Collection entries
>>>>>
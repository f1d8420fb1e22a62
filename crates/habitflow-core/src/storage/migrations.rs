//! Database schema migrations for habitflow.
//!
//! Migrations are versioned and applied automatically when opening the
//! database. The `schema_version` table tracks the current migration
//! version.

use rusqlite::{Connection, Result as SqliteResult};

/// Apply all pending migrations to bring the database to the current schema version.
///
/// # Errors
/// Returns an error if migration fails.
pub fn migrate(conn: &Connection) -> SqliteResult<()> {
    create_schema_version_table(conn)?;

    let current_version = get_schema_version(conn);

    if current_version < 1 {
        migrate_v1(conn)?;
    }
    if current_version < 2 {
        migrate_v2(conn)?;
    }
    if current_version < 3 {
        migrate_v3(conn)?;
    }

    Ok(())
}

/// Create the schema_version table if it doesn't exist.
fn create_schema_version_table(conn: &Connection) -> SqliteResult<()> {
    conn.execute_batch(
        "CREATE TABLE IF NOT EXISTS schema_version (
            version INTEGER PRIMARY KEY
        );",
    )
}

/// Get the current schema version from the database.
///
/// Returns 0 if no version is set (initial database).
fn get_schema_version(conn: &Connection) -> i32 {
    conn.query_row("SELECT version FROM schema_version", [], |row| {
        row.get::<_, i32>(0)
    })
    .unwrap_or(0)
}

/// Set the schema version in the database.
fn set_schema_version(conn: &Connection, version: i32) -> SqliteResult<()> {
    conn.execute("DELETE FROM schema_version", [])?;
    conn.execute(
        "INSERT INTO schema_version (version) VALUES (?1)",
        [version],
    )?;
    Ok(())
}

/// Migration v1: Initial schema (baseline).
///
/// The base tables are created by `Database::migrate()` directly, so this
/// only records the version marker.
fn migrate_v1(conn: &Connection) -> SqliteResult<()> {
    set_schema_version(conn, 1)?;
    Ok(())
}

/// Migration v2: Add habit start dates.
///
/// Habits created before this migration become applicable from their
/// creation day.
fn migrate_v2(conn: &Connection) -> SqliteResult<()> {
    let tx = conn.unchecked_transaction()?;

    let has_start_date: bool = tx
        .query_row(
            "SELECT COUNT(*) FROM pragma_table_info('habits') WHERE name = 'start_date'",
            [],
            |row| row.get::<_, i32>(0),
        )
        .unwrap_or(0)
        > 0;

    if !has_start_date {
        tx.execute_batch(
            "ALTER TABLE habits ADD COLUMN start_date TEXT NOT NULL DEFAULT '';",
        )?;
    }

    // Backfill from the creation timestamp's date part.
    tx.execute(
        "UPDATE habits SET start_date = substr(created_at, 1, 10) WHERE start_date = ''",
        [],
    )?;

    tx.execute("DELETE FROM schema_version", [])?;
    tx.execute("INSERT INTO schema_version (version) VALUES (?1)", [2])?;

    tx.commit()?;
    Ok(())
}

/// Migration v3: Track failed-habit counts in the rollup table.
///
/// `failed_habits` counts complete -> incomplete flips per (habit, day).
fn migrate_v3(conn: &Connection) -> SqliteResult<()> {
    let tx = conn.unchecked_transaction()?;

    let has_failed: bool = tx
        .query_row(
            "SELECT COUNT(*) FROM pragma_table_info('daily_stats') WHERE name = 'failed_habits'",
            [],
            |row| row.get::<_, i32>(0),
        )
        .unwrap_or(0)
        > 0;

    if !has_failed {
        tx.execute_batch(
            "ALTER TABLE daily_stats ADD COLUMN failed_habits INTEGER NOT NULL DEFAULT 0;",
        )?;
    }

    tx.execute("DELETE FROM schema_version", [])?;
    tx.execute("INSERT INTO schema_version (version) VALUES (?1)", [3])?;

    tx.commit()?;
    Ok(())
}
use std::fmt;

use crate::error::{RulesError, RulesResult};
use crate::types::*;

/// Terminator written after every snapshot in a concatenated snapshot log.
pub const SNAPSHOT_DELIMITER: char = '#';

/// Occupant map plus the two live piece collections.
///
/// The collections hold squares in creation order; a move rewrites the entry
/// in place and a capture removes it, so order is stable for the lifetime of
/// a game. The board is a plain value: look-ahead clones it instead of
/// mutating and rolling back.
#[derive(Clone, Debug, PartialEq, Eq)]
pub struct Board {
    squares: [Option<Piece>; NUM_SQUARES],
    pieces: [Vec<Square>; 2],
}

/// What applying a move did besides relocating the mover.
#[derive(Clone, Debug, PartialEq, Eq)]
pub struct MoveEffect {
    pub moved: Piece,
    pub captured: Vec<Piece>,
    pub promoted: bool,
}

impl Default for Board {
    fn default() -> Self {
        Self::empty()
    }
}

impl Board {
    pub fn empty() -> Self {
        Board {
            squares: [None; NUM_SQUARES],
            pieces: [
                Vec::with_capacity(PIECES_PER_SIDE),
                Vec::with_capacity(PIECES_PER_SIDE),
            ],
        }
    }

    /// Brown men on 1–20, white men on 31–50.
    pub fn startpos() -> Self {
        let mut board = Board::empty();
        for i in 0..PIECES_PER_SIDE as u8 {
            board.squares[(NUM_SQUARES as u8 - i - 1) as usize] = Some(Piece::man(Color::White));
            board.pieces[Color::White.idx()].push(NUM_SQUARES as u8 - i);
            board.squares[i as usize] = Some(Piece::man(Color::Brown));
            board.pieces[Color::Brown.idx()].push(i + 1);
        }
        board
    }

    /// Parses a 50-character snapshot token (see [`Board::snapshot`]).
    /// A trailing [`SNAPSHOT_DELIMITER`] is accepted.
    pub fn from_snapshot(token: &str) -> RulesResult<Self> {
        let token = token.strip_suffix(SNAPSHOT_DELIMITER).unwrap_or(token);
        let count = token.chars().count();
        if count != NUM_SQUARES {
            return Err(RulesError::InvalidSnapshot(format!(
                "expected {NUM_SQUARES} squares, got {count}"
            )));
        }

        let mut board = Board::empty();
        for (i, ch) in token.chars().enumerate() {
            let occupant = Piece::from_symbol(ch).ok_or_else(|| {
                RulesError::InvalidSnapshot(format!("unknown symbol {ch:?} at square {}", i + 1))
            })?;
            if let Some(piece) = occupant {
                board.place(i as Square + 1, piece)?;
            }
        }
        Ok(board)
    }

    /// One character per square in row-major order: `0` empty, `1` white man,
    /// `2` white king, `-` brown man, `=` brown king.
    pub fn snapshot(&self) -> String {
        self.squares
            .iter()
            .map(|occ| occ.map_or('0', Piece::symbol))
            .collect()
    }

    #[inline(always)]
    pub fn occupant_at(&self, sq: Square) -> Option<Piece> {
        self.squares[sq as usize - 1]
    }

    #[inline(always)]
    pub fn is_empty(&self, sq: Square) -> bool {
        self.squares[sq as usize - 1].is_none()
    }

    /// Squares of `color`'s pieces in collection order.
    pub fn squares_of(&self, color: Color) -> &[Square] {
        &self.pieces[color.idx()]
    }

    /// `color`'s pieces with their squares, in collection order.
    pub fn pieces(&self, color: Color) -> impl Iterator<Item = (Square, Piece)> + '_ {
        self.pieces[color.idx()].iter().filter_map(move |&sq| {
            self.occupant_at(sq).map(|piece| (sq, piece))
        })
    }

    pub fn count(&self, color: Color) -> usize {
        self.pieces[color.idx()].len()
    }

    pub fn empty_count(&self) -> usize {
        self.squares.iter().filter(|occ| occ.is_none()).count()
    }

    pub fn place(&mut self, sq: Square, piece: Piece) -> RulesResult<()> {
        let sq = check_square(sq)?;
        if self.occupant_at(sq).is_some() {
            return Err(RulesError::Occupied(sq));
        }
        self.squares[sq as usize - 1] = Some(piece);
        self.pieces[piece.color.idx()].push(sq);
        Ok(())
    }

    pub fn remove(&mut self, sq: Square) -> RulesResult<Piece> {
        let sq = check_square(sq)?;
        let piece = self.occupant_at(sq).ok_or(RulesError::EmptySquare(sq))?;
        self.squares[sq as usize - 1] = None;
        let list = &mut self.pieces[piece.color.idx()];
        let pos = list.iter().position(|&s| s == sq).ok_or_else(|| {
            RulesError::InvariantViolation(format!("{sq} occupied but missing from collection"))
        })?;
        list.remove(pos);
        Ok(piece)
    }

    /// Relocates the piece on `from` to the empty square `to`.
    pub fn move_piece(&mut self, from: Square, to: Square) -> RulesResult<Piece> {
        let from = check_square(from)?;
        let to = check_square(to)?;
        let piece = self.occupant_at(from).ok_or(RulesError::EmptySquare(from))?;
        if from == to {
            return Ok(piece);
        }
        if self.occupant_at(to).is_some() {
            return Err(RulesError::Occupied(to));
        }
        self.squares[from as usize - 1] = None;
        self.squares[to as usize - 1] = Some(piece);
        let entry = self.pieces[piece.color.idx()]
            .iter_mut()
            .find(|s| **s == from)
            .ok_or_else(|| {
                RulesError::InvariantViolation(format!("{from} occupied but missing from collection"))
            })?;
        *entry = to;
        Ok(piece)
    }

    /// Crowns the man on `sq`. Returns `false` if it already was a king.
    pub fn promote(&mut self, sq: Square) -> RulesResult<bool> {
        let sq = check_square(sq)?;
        let slot = &mut self.squares[sq as usize - 1];
        match slot {
            Some(piece) if piece.rank == Rank::Man => {
                piece.rank = Rank::King;
                Ok(true)
            }
            Some(_) => Ok(false),
            None => Err(RulesError::EmptySquare(sq)),
        }
    }

    /// Crowns the piece on `sq` if it is a man standing on its far row.
    /// Call only once the whole move has finished.
    pub fn promote_if_on_far_row(&mut self, sq: Square) -> RulesResult<bool> {
        let sq = check_square(sq)?;
        let piece = self.occupant_at(sq).ok_or(RulesError::EmptySquare(sq))?;
        if piece.rank == Rank::Man && row_of(sq) == piece.color.promotion_row() {
            self.promote(sq)
        } else {
            Ok(false)
        }
    }

    /// Plays a whole move: relocate, remove captured pieces, then promote if
    /// the move ended on the far row. On error the board may be partly
    /// updated; [`Board::play`] leaves the original intact.
    pub fn apply(&mut self, mv: &Move) -> RulesResult<MoveEffect> {
        check_square(mv.from)?;
        let moved = self.occupant_at(mv.from).ok_or(RulesError::EmptySquare(mv.from))?;
        let to = mv.to();
        self.move_piece(mv.from, to)?;

        let mut captured = Vec::with_capacity(mv.captured.len());
        for &sq in &mv.captured {
            let piece = self.remove(sq)?;
            if piece.color == moved.color {
                return Err(RulesError::IllegalMove(format!(
                    "{mv} captures own piece on {sq}"
                )));
            }
            captured.push(piece);
        }

        let promoted = self.promote_if_on_far_row(to)?;
        Ok(MoveEffect {
            moved,
            captured,
            promoted,
        })
    }

    /// The board after `mv`, leaving `self` untouched.
    pub fn play(&self, mv: &Move) -> RulesResult<Board> {
        let mut next = self.clone();
        next.apply(mv)?;
        Ok(next)
    }

    /// Checks that the occupant map and both collections agree.
    pub fn validate(&self) -> RulesResult<()> {
        for color in Color::ALL {
            let mut seen = crate::squareset::SquareSet::EMPTY;
            for &sq in &self.pieces[color.idx()] {
                if seen.contains(sq) {
                    return Err(RulesError::InvariantViolation(format!(
                        "{color} collection lists {sq} twice"
                    )));
                }
                seen.insert(sq);
                match self.occupant_at(sq) {
                    Some(piece) if piece.color == color => {}
                    other => {
                        return Err(RulesError::InvariantViolation(format!(
                            "{color} collection lists {sq} but the square holds {other:?}"
                        )))
                    }
                }
            }
        }
        let occupied = NUM_SQUARES - self.empty_count();
        let listed = self.count(Color::White) + self.count(Color::Brown);
        if occupied != listed {
            return Err(RulesError::InvariantViolation(format!(
                "{occupied} occupied squares but {listed} pieces in collections"
            )));
        }
        Ok(())
    }
}

/// Text diagram, brown at the top. Men are `w`/`b`, kings `W`/`B`,
/// empty playable squares `.`.
impl fmt::Display for Board {
    fn fmt(&self, f: &mut fmt::Formatter<'_>) -> fmt::Result {
        for row in 0..BOARD_SIZE as i8 {
            let mut line = String::with_capacity(2 * BOARD_SIZE as usize + 8);
            for col in 0..BOARD_SIZE as i8 {
                let ch = match square_at(row, col) {
                    None => ' ',
                    Some(sq) => match self.occupant_at(sq) {
                        None => '.',
                        Some(p) => match (p.color, p.rank) {
                            (Color::White, Rank::Man) => 'w',
                            (Color::White, Rank::King) => 'W',
                            (Color::Brown, Rank::Man) => 'b',
                            (Color::Brown, Rank::King) => 'B',
                        },
                    },
                };
                line.push(ch);
                line.push(' ');
            }
            let first = row as u8 * SQUARES_PER_ROW + 1;
            writeln!(f, "{line}  {first:>2}-{:>2}", first + SQUARES_PER_ROW - 1)?;
        }
        Ok(())
    }
}

#[cfg(test)]
#[path = "board_tests.rs"]
mod board_tests;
<<<<<
Show all lines in the records above that hold "SELECT".

    conn.query_row("SELECT version FROM schema_version", [], |row| {
            "SELECT COUNT(*) FROM pragma_table_info('habits') WHERE name = 'start_date'",
            "SELECT COUNT(*) FROM pragma_table_info('daily_stats') WHERE name = 'failed_habits'",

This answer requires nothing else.